May 8, 2016
The first Chief of the U.S. Forest Service, Gifford Pinchot described Pink Beds as a “great bowl with mountains for the rim.”[1] Indeed it is nestled in the basin between Rich Mountain, Black Mountain to the south and east and the Blue Ridge Parkway and Frying Pan Mountain to the north and west.
Pinchot claimed the name Pink Beds derived from “the white and rosy blossoms in impenetrable thickets of the Laurel and Rhododendron.” Others maintain the name is from the “rosy-pink phlox and other wild flowers.”[2]

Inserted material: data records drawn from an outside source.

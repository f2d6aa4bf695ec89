use crate::{
    editor::{EditorSnapshot, phase::EditorMode},
    maud_conveniences::{select_element, simple_form_element, title},
};
use maud::{DOCTYPE, Markup, html};

pub fn render_page(snapshot: &EditorSnapshot) -> Markup {
    html! {
        (DOCTYPE)
        html {
            head {
                meta charset="UTF-8" {}
                meta name="viewport" content="width=device-width, initial-scale=1.0" {}
                script src="https://cdn.jsdelivr.net/npm/@tailwindcss/browser@4" {}
                title { (snapshot.header) }
            }
            body class="bg-gray-900 h-screen flex flex-col items-center justify-center text-white" {
                (render_editor(snapshot))
            }
        }
    }
}

pub fn render_editor(snapshot: &EditorSnapshot) -> Markup {
    let student = &snapshot.student;
    let genders = snapshot
        .genders
        .iter()
        .map(|gender| (gender.id.clone(), gender.description.clone()));
    let mobile = if student.mobile == 0 {
        String::new()
    } else {
        student.mobile.to_string()
    };

    html! {
        div class="mx-auto bg-gray-800 p-8 rounded shadow-md max-w-4xl w-full flex flex-col space-y-4" {
            (title(snapshot.header.as_str()))

            div class="flex flex-row space-x-8" {
                div class="flex flex-col items-center space-y-2" {
                    img src=(snapshot.display_image_url) alt="Profile image" class="w-48 h-48 rounded-full object-cover" {}
                    @if snapshot.mode() == Some(EditorMode::Edit) {
                        label for="profile_image" class="text-sm text-gray-300 cursor-pointer" {"Change image"}
                        input type="file" accept="image/*" id="profile_image" name="profile_image" class="text-sm" {}
                    }
                }

                form id="student_details" class="p-4 flex-1" {
                    (simple_form_element("first_name", "First Name", true, None, &student.first_name))
                    (simple_form_element("last_name", "Last Name", true, None, &student.last_name))
                    (simple_form_element("date_of_birth", "Date of Birth", true, Some("date"), student.date_of_birth.get(..10).unwrap_or(student.date_of_birth.as_str())))
                    (simple_form_element("email", "Email", true, Some("email"), &student.email))
                    (simple_form_element("mobile", "Mobile", true, Some("tel"), &mobile))
                    (select_element("gender_id", "Gender", &student.gender_id, genders))
                    (simple_form_element("physical_address", "Physical Address", false, None, &student.address.physical_address))
                    (simple_form_element("postal_address", "Postal Address", false, None, &student.address.postal_address))

                    div class="flex items-center justify-between" {
                        @match snapshot.mode() {
                            Some(EditorMode::Create) => {
                                button type="submit" disabled[!snapshot.form_is_valid] class="bg-blue-500 hover:bg-blue-700 font-bold py-2 px-4 rounded" {"Add"}
                            }
                            Some(EditorMode::Edit) => {
                                button type="submit" disabled[!snapshot.form_is_valid] class="bg-blue-500 hover:bg-blue-700 font-bold py-2 px-4 rounded" {"Save"}
                                button type="button" class="bg-red-600 hover:bg-red-800 font-bold py-2 px-4 rounded" {"Delete"}
                            }
                            None => {}
                        }
                    }
                }
            }
        }
    }
}
use crate::error::{BadEnvVarSnafu, EditorResult, ParseNumberSnafu};
use snafu::ResultExt;
use std::{env::VarError, sync::Arc, time::Duration};

pub const DEFAULT_API_BASE_URL: &str = "https://localhost:44363";
pub const DEFAULT_PROFILE_IMAGE: &str = "/assets/default-student.jpg";
pub const DEFAULT_COLLECTION_PATH: &str = "students";
const DEFAULT_FEEDBACK_MS: u64 = 2000;

#[derive(Clone, Debug)]
pub struct RuntimeConfiguration {
    api_config: Arc<ApiConfig>,
    editor_settings: Arc<EditorSettings>,
}

impl RuntimeConfiguration {
    pub fn new() -> EditorResult<Self> {
        Self::from_lookup(|name| dotenvy::var(name))
    }

    /// Builds the configuration from any env-like lookup. Unset variables fall
    /// back to their defaults, anything else that fails is an error.
    pub fn from_lookup(
        lookup: impl Fn(&'static str) -> Result<String, dotenvy::Error>,
    ) -> EditorResult<Self> {
        let get_env_var = |name: &'static str| -> EditorResult<Option<String>> {
            match lookup(name) {
                Ok(value) => Ok(Some(value)),
                Err(dotenvy::Error::EnvVar(VarError::NotPresent)) => Ok(None),
                Err(source) => Err(source).context(BadEnvVarSnafu { name }),
            }
        };
        let get_millis = |name: &'static str| -> EditorResult<Duration> {
            let Some(raw) = get_env_var(name)? else {
                return Ok(Duration::from_millis(DEFAULT_FEEDBACK_MS));
            };
            let millis = raw.trim().parse::<u64>().context(ParseNumberSnafu {
                name,
                original: raw.clone(),
            })?;
            Ok(Duration::from_millis(millis))
        };

        let api_config = ApiConfig {
            base_url: get_env_var("STUDENT_API_BASE_URL")?
                .unwrap_or_else(|| DEFAULT_API_BASE_URL.to_string()),
        };
        let editor_settings = EditorSettings {
            notification_duration: get_millis("EDITOR_NOTIFICATION_MS")?,
            redirect_delay: get_millis("EDITOR_REDIRECT_DELAY_MS")?,
            default_image: get_env_var("EDITOR_DEFAULT_IMAGE")?
                .unwrap_or_else(|| DEFAULT_PROFILE_IMAGE.to_string()),
            collection_path: DEFAULT_COLLECTION_PATH.to_string(),
        };

        Ok(Self {
            api_config: Arc::new(api_config),
            editor_settings: Arc::new(editor_settings),
        })
    }

    pub fn api_config(&self) -> Arc<ApiConfig> {
        self.api_config.clone()
    }

    pub fn editor_settings(&self) -> Arc<EditorSettings> {
        self.editor_settings.clone()
    }
}

#[derive(Debug)]
pub struct ApiConfig {
    base_url: String,
}

impl ApiConfig {
    pub fn new(base_url: impl Into<String>) -> Self {
        Self {
            base_url: base_url.into(),
        }
    }

    /// Turns a stored image reference into something the browser can fetch.
    pub fn image_path(&self, relative_path: &str) -> String {
        format!(
            "{}/{}",
            self.base_url.trim_end_matches('/'),
            relative_path.trim_start_matches('/')
        )
    }
}

/// Timings and paths the editor uses for its feedback.
#[derive(Debug, Clone)]
pub struct EditorSettings {
    pub notification_duration: Duration,
    pub redirect_delay: Duration,
    pub default_image: String,
    pub collection_path: String,
}

impl EditorSettings {
    pub fn detail_path(&self, id: &str) -> String {
        format!("{}/{id}", self.collection_path)
    }
}

impl Default for EditorSettings {
    fn default() -> Self {
        Self {
            notification_duration: Duration::from_millis(DEFAULT_FEEDBACK_MS),
            redirect_delay: Duration::from_millis(DEFAULT_FEEDBACK_MS),
            default_image: DEFAULT_PROFILE_IMAGE.to_string(),
            collection_path: DEFAULT_COLLECTION_PATH.to_string(),
        }
    }
}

The family celebrated Mother’s Day by hiking what can only be described as an excellent trail: beautiful trees, varied foliage, gorgeous flowers. For me, the highlight was the Pink Bed Connector Trail. Less traveled, it follows a level grade beside the Mills River. Ferns waiting to unfurl, violently bright beige stones in the gentle river, trout darting to and fro, the white church-like bells of mountain dog hobble, the ancient gauging station with its rusted door.
Total mileage is 6.2 miles.
[1] Marci Spencer, Pisgah National Forest – A History (Charleston: History Press), 177.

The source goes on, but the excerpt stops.